Figure 2.

Specific labelling and isolation of the UDS-associated chromatin. (A) 1BR.3 fibroblasts were locally irradiated with 100 J/m² UVC using 8 μm pore filters and incubated for 4 h in no serum medium containing EdU and HU. The coverslips were incubated with Alexa-azide for labelling the incorporated EdU, and with anti-CPD. Scale bar: 25 μm. (B) VH10 fibroblasts were synchronized for aniFOUND and were UVC- or mock-irradiated with 30 J/m². They were kept in the presence of HU and in the presence/absence of EdU for 4 h. Next, cells were subjected to aniFOUND and the DNA from the isolated material (as well as from input) was extracted, quantified and immobilized on a nitrocellulose membrane.

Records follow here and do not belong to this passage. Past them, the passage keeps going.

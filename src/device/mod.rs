pub mod memory;
pub mod stream;
pub mod topology;

pub use memory::DeviceBuffer;
pub use stream::Stream;
pub use topology::{DenyAllProbe, PeerProbe, UnifiedProbe};
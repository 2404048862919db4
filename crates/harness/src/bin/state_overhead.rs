// Copyright 2025-2026, Offchain Labs, Inc.
// For license information, see https://github.com/OffchainLabs/nitro/blob/master/LICENSE.md

use clap::Parser;
use eyre::Result;
use harness::{
    catalog::Study,
    cli::{self, HarnessArgs, HarnessCommand},
};

/// State-overhead study: corpus growth and memory use of each fuzzer configuration.
#[derive(Debug, Parser)]
#[command(version)]
struct Cli {
    #[clap(flatten)]
    args: HarnessArgs,

    #[clap(subcommand)]
    command: Option<HarnessCommand>,
}

fn main() -> Result<()> {
    let cli = Cli::parse();
    cli::run(Study::StateOverhead, &cli.args, cli.command.as_ref())
}
// Copyright 2025-2026, Offchain Labs, Inc.
// For license information, see https://github.com/OffchainLabs/nitro/blob/master/LICENSE.md

use crate::{catalog::Study, scrape::MetricSample, summary::MetricsSummary};
use benchutil::format;
use chrono::{DateTime, Local};
use serde::{Deserialize, Serialize};
use serde_with::{serde_as, DisplayFromStr};
use std::{fmt, str::FromStr, time::Duration};
use strum_macros::{Display, EnumString};
use thiserror::Error;

/// Recorded for every ablation run; the harness doesn't classify findings.
pub const EXPLOIT_TYPE: &str = "various";

#[derive(Copy, Clone, Debug, PartialEq, Eq, Display, EnumString, Serialize, Deserialize)]
#[strum(serialize_all = "lowercase")]
#[serde(rename_all = "lowercase")]
pub enum RunStatus {
    Pending,
    Completed,
    Timeout,
    Error,
}

/// Wall time until the fuzzer exited, or the fact that it had to be killed.
#[derive(Copy, Clone, Debug, PartialEq)]
pub enum DetectionTime {
    Elapsed(Duration),
    Timeout,
}

impl DetectionTime {
    const TIMEOUT: &'static str = "Timeout";

    /// Seconds for charting, with `Timeout` mapped to `timeout_secs`.
    pub fn as_secs(&self, timeout_secs: f64) -> f64 {
        match self {
            DetectionTime::Elapsed(span) => span.as_secs_f64(),
            DetectionTime::Timeout => timeout_secs,
        }
    }
}

impl fmt::Display for DetectionTime {
    fn fmt(&self, f: &mut fmt::Formatter<'_>) -> fmt::Result {
        match self {
            DetectionTime::Elapsed(span) => f.write_str(&format::seconds(*span)),
            DetectionTime::Timeout => f.write_str(Self::TIMEOUT),
        }
    }
}

#[derive(Error, Debug, PartialEq, Eq)]
#[error("invalid detection time `{0}`")]
pub struct ParseDetectionTimeError(String);

impl FromStr for DetectionTime {
    type Err = ParseDetectionTimeError;

    fn from_str(s: &str) -> Result<Self, Self::Err> {
        if s.trim() == Self::TIMEOUT {
            return Ok(DetectionTime::Timeout);
        }
        format::parse_seconds(s)
            .map(DetectionTime::Elapsed)
            .ok_or_else(|| ParseDetectionTimeError(s.to_owned()))
    }
}

/// Outcome of one (contract, config) pair.
#[serde_as]
#[derive(Clone, Debug, PartialEq, Serialize, Deserialize)]
pub struct RunResult {
    pub project: String,
    pub config: String,
    #[serde(default, skip_serializing_if = "Option::is_none")]
    pub exploit_type: Option<String>,
    pub start_time: DateTime<Local>,
    #[serde(default)]
    pub end_time: Option<DateTime<Local>>,
    pub status: RunStatus,
    pub timeout: bool,
    /// Set when the scraped memory reached the configured limit.
    pub oom: bool,
    #[serde_as(as = "Option<DisplayFromStr>")]
    pub detection_time: Option<DetectionTime>,
    #[serde(default, skip_serializing_if = "Option::is_none")]
    pub exit_code: Option<i32>,
    #[serde(default, skip_serializing_if = "Option::is_none")]
    pub error: Option<String>,
    #[serde(default, skip_serializing_if = "Option::is_none")]
    pub summary: Option<MetricsSummary>,
    #[serde(default, skip_serializing_if = "Vec::is_empty")]
    pub metrics_timeline: Vec<MetricSample>,
}

impl RunResult {
    pub fn new(project: &str, config: &str, study: Study) -> Self {
        Self {
            project: project.to_owned(),
            config: config.to_owned(),
            exploit_type: matches!(study, Study::Ablation).then(|| EXPLOIT_TYPE.to_owned()),
            start_time: Local::now(),
            end_time: None,
            status: RunStatus::Pending,
            timeout: false,
            oom: false,
            detection_time: None,
            exit_code: None,
            error: None,
            summary: None,
            metrics_timeline: vec![],
        }
    }

    pub fn complete(&mut self, elapsed: Duration, exit_code: Option<i32>) {
        self.status = RunStatus::Completed;
        self.detection_time = Some(DetectionTime::Elapsed(elapsed));
        self.exit_code = exit_code;
    }

    pub fn time_out(&mut self) {
        self.status = RunStatus::Timeout;
        self.timeout = true;
        self.detection_time = Some(DetectionTime::Timeout);
    }

    pub fn fail(&mut self, error: impl fmt::Display) {
        self.status = RunStatus::Error;
        self.error = Some(error.to_string());
    }

    /// `detection_time` as printed in tables, empty when the run never finished.
    pub fn detection_text(&self) -> String {
        self.detection_time
            .map(|time| time.to_string())
            .unwrap_or_default()
    }
}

The membrane was incubated with Streptavidin-Alexa for detecting the incorporated EdU. C1 Dynabeads were used for this experiment. The blot was cropped to advance clarity. (C) Fibroblasts were synchronized for aniFOUND and then were either UVC- or mock-irradiated with 30 J/m² and kept for 4 h in the presence of EdU and HU (1BR.3 fibroblasts; left panel) or were irradiated and kept for 4 h in the presence of HU and in the presence/absence of EdU (VH10 fibroblasts; right panel). Next, cells were subjected to aniFOUND and the isolated material was used for western blot. Material from 1 million cells was loaded for inputs while for the pull-down the whole amount was loaded. The membrane was labelled with the indicated antibodies using two discriminable secondary antibodies with different wavelengths.